_Supplied information_
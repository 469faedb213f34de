//! Race-condition metrics derived from a telemetry window
//!
//! Only the newest point of the window is inspected (plus the lap-time
//! history). No smoothing is applied across the window.

use crate::model::{RaceMetrics, TelemetryPoint, Weather};

/// Overtake risk when the car ahead is within half a second
pub const OVERTAKE_RISK_HIGH: u32 = 85;
/// Overtake risk when the car ahead is within a second
pub const OVERTAKE_RISK_MEDIUM: u32 = 50;
/// Overtake risk otherwise
pub const OVERTAKE_RISK_LOW: u32 = 10;

/// Fuel load (kg) below which conservation mode is raised
pub const FUEL_CONSERVATION_THRESHOLD: f32 = 5.0;

/// Number of most recent laps averaged for the pace trend
const RECENT_LAPS: usize = 3;
/// Number of laps before the recent window used as the baseline
const BASELINE_LAPS: usize = 2;

/// Compute metrics from the telemetry window, lap history and weather
///
/// Returns neutral metrics (weather risk aside) for an empty window.
pub fn analyze(window: &[TelemetryPoint], lap_times: &[f32], weather: &Weather) -> RaceMetrics {
    let weather_risk = weather.humidity.min(100.0);

    let latest = match window.last() {
        Some(latest) => latest,
        None => {
            return RaceMetrics {
                weather_risk,
                ..RaceMetrics::default()
            }
        }
    };

    let gap_ahead = latest.gap_ahead.0;

    RaceMetrics {
        tire_stress_index: tire_stress_index(latest.tire_wear.average(), latest.tire_temp.0),
        overtake_risk_score: overtake_risk_score(gap_ahead),
        attack_window: gap_ahead > 0.2 && gap_ahead < 1.2,
        fuel_conservation_mode: latest.fuel_load.0 < FUEL_CONSERVATION_THRESHOLD,
        weather_risk,
        lap_pace_trend: lap_pace_trend(lap_times),
        brake_stress: (latest.brake_temp.0 / 10.0).floor().max(0.0) as u32,
    }
}

/// Wear deficit plus an overheating penalty above 100 °C, capped at 100
pub fn tire_stress_index(avg_wear: f32, tire_temp: f32) -> u32 {
    let wear_deficit = 100.0 - avg_wear;
    let temp_stress = ((tire_temp - 100.0) * 2.0).max(0.0);
    (wear_deficit + temp_stress).clamp(0.0, 100.0).floor() as u32
}

pub fn overtake_risk_score(gap_ahead: f32) -> u32 {
    if gap_ahead < 0.5 {
        OVERTAKE_RISK_HIGH
    } else if gap_ahead < 1.0 {
        OVERTAKE_RISK_MEDIUM
    } else {
        OVERTAKE_RISK_LOW
    }
}

/// Mean of the last three laps minus the mean of the (up to) two laps before
/// them, rounded to hundredths. Zero until there are at least three laps and
/// at least one lap precedes the recent window.
pub fn lap_pace_trend(lap_times: &[f32]) -> f32 {
    if lap_times.len() < RECENT_LAPS {
        return 0.0;
    }

    let recent_start = lap_times.len() - RECENT_LAPS;
    let baseline_start = recent_start.saturating_sub(BASELINE_LAPS);
    let recent = &lap_times[recent_start..];
    let baseline = &lap_times[baseline_start..recent_start];

    if baseline.is_empty() {
        return 0.0;
    }

    let trend = mean(recent) - mean(baseline);
    (trend * 100.0).round() / 100.0
}

fn mean(values: &[f32]) -> f32 {
    values.iter().sum::<f32>() / values.len() as f32
}

#[cfg(test)]
mod tests {
    use super::*;
    use crate::model::TireWear;
    use crate::units::*;

    fn point(avg_wear: f32, tire_temp: f32, gap_ahead: f32, fuel: f32) -> TelemetryPoint {
        TelemetryPoint {
            timestamp: 0,
            lap: 1,
            speed: Kph(150.0),
            rpm: Rpm(6000.0),
            gear: 4,
            throttle: Percent::new(80.0),
            brake: Percent::new(0.0),
            tire_wear: TireWear::new(avg_wear, avg_wear, avg_wear, avg_wear),
            tire_temp: Celsius(tire_temp),
            brake_temp: Celsius(457.0),
            fuel_load: Kilograms(fuel),
            gap_ahead: Seconds(gap_ahead),
            gap_behind: Seconds(3.0),
            position: 4,
        }
    }

    fn gap_metrics(gap_ahead: f32) -> RaceMetrics {
        analyze(&[point(95.0, 90.0, gap_ahead, 20.0)], &[], &Weather::default())
    }

    #[test]
    fn test_empty_window_is_neutral() {
        let metrics = analyze(&[], &[101.0, 102.0, 103.0, 104.0, 105.0], &Weather::default());
        assert_eq!(
            metrics,
            RaceMetrics {
                tire_stress_index: 0,
                overtake_risk_score: 0,
                attack_window: false,
                fuel_conservation_mode: false,
                weather_risk: 55.0,
                lap_pace_trend: 0.0,
                brake_stress: 0,
            }
        );
    }

    #[test]
    fn test_tire_stress_wear_only() {
        let metrics = analyze(&[point(90.0, 90.0, 2.0, 20.0)], &[], &Weather::default());
        assert_eq!(metrics.tire_stress_index, 10);
    }

    #[test]
    fn test_tire_stress_with_overheating() {
        let metrics = analyze(&[point(80.0, 120.0, 2.0, 20.0)], &[], &Weather::default());
        assert_eq!(metrics.tire_stress_index, 60);
    }

    #[test]
    fn test_tire_stress_capped_at_100() {
        assert_eq!(tire_stress_index(30.0, 130.0), 100);
    }

    #[test]
    fn test_only_latest_point_is_used() {
        let window = vec![point(50.0, 125.0, 0.3, 2.0), point(90.0, 90.0, 2.0, 20.0)];
        let metrics = analyze(&window, &[], &Weather::default());
        assert_eq!(metrics.tire_stress_index, 10);
        assert!(!metrics.attack_window);
        assert!(!metrics.fuel_conservation_mode);
    }

    #[test]
    fn test_overtake_risk_ladder() {
        assert_eq!(gap_metrics(0.3).overtake_risk_score, 85);
        assert_eq!(gap_metrics(0.5).overtake_risk_score, 50);
        assert_eq!(gap_metrics(0.99).overtake_risk_score, 50);
        assert_eq!(gap_metrics(1.0).overtake_risk_score, 10);
    }

    #[test]
    fn test_attack_window_bounds_are_exclusive() {
        assert!(!gap_metrics(0.2).attack_window);
        assert!(!gap_metrics(1.2).attack_window);
        assert!(gap_metrics(0.7).attack_window);
        assert!(!gap_metrics(0.1).attack_window);
    }

    #[test]
    fn test_fuel_conservation_threshold() {
        let at = analyze(&[point(95.0, 90.0, 2.0, 5.0)], &[], &Weather::default());
        assert!(!at.fuel_conservation_mode);
        let below = analyze(&[point(95.0, 90.0, 2.0, 4.999)], &[], &Weather::default());
        assert!(below.fuel_conservation_mode);
    }

    #[test]
    fn test_weather_risk_capped() {
        let weather = Weather {
            humidity: 140.0,
            ..Weather::default()
        };
        let metrics = analyze(&[point(95.0, 90.0, 2.0, 20.0)], &[], &weather);
        assert_eq!(metrics.weather_risk, 100.0);
    }

    #[test]
    fn test_brake_stress_floors() {
        let metrics = analyze(&[point(95.0, 90.0, 2.0, 20.0)], &[], &Weather::default());
        assert_eq!(metrics.brake_stress, 45);
    }

    #[test]
    fn test_lap_pace_trend_five_laps() {
        let trend = lap_pace_trend(&[100.0, 101.0, 102.0, 103.0, 104.0]);
        assert!((trend - 2.5).abs() < 1e-4);
    }

    #[test]
    fn test_lap_pace_trend_faster_is_negative() {
        let trend = lap_pace_trend(&[106.0, 106.0, 105.0, 105.0, 105.0, 104.0]);
        // recent = [105, 105, 104], baseline = [106, 105]
        assert!((trend - (-0.83)).abs() < 1e-4);
    }

    #[test]
    fn test_lap_pace_trend_needs_a_baseline_lap() {
        assert_eq!(lap_pace_trend(&[]), 0.0);
        assert_eq!(lap_pace_trend(&[100.0, 101.0]), 0.0);
        assert_eq!(lap_pace_trend(&[100.0, 101.0, 102.0]), 0.0);
    }

    #[test]
    fn test_lap_pace_trend_four_laps_uses_single_baseline_lap() {
        let trend = lap_pace_trend(&[100.0, 102.0, 102.0, 102.0]);
        assert!((trend - 2.0).abs() < 1e-4);
    }

    #[test]
    fn test_analyze_is_pure() {
        let window = vec![point(88.0, 104.0, 0.8, 12.0)];
        let laps = [100.0, 100.5, 101.0, 101.2, 101.9];
        let weather = Weather::default();
        assert_eq!(
            analyze(&window, &laps, &weather),
            analyze(&window, &laps, &weather)
        );
    }
}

_What you are asked to do_
All lines above from the one with "assert!(!metrics.attack_window);" to the one with "assert_eq!(gap_metrics(0.3).overtake_risk_score, 85);", inclusive, should be copied exactly, and no other lines.

_Completed exercise_
        assert!(!metrics.attack_window);
        assert!(!metrics.fuel_conservation_mode);
    }

    #[test]
    fn test_overtake_risk_ladder() {
        assert_eq!(gap_metrics(0.3).overtake_risk_score, 85);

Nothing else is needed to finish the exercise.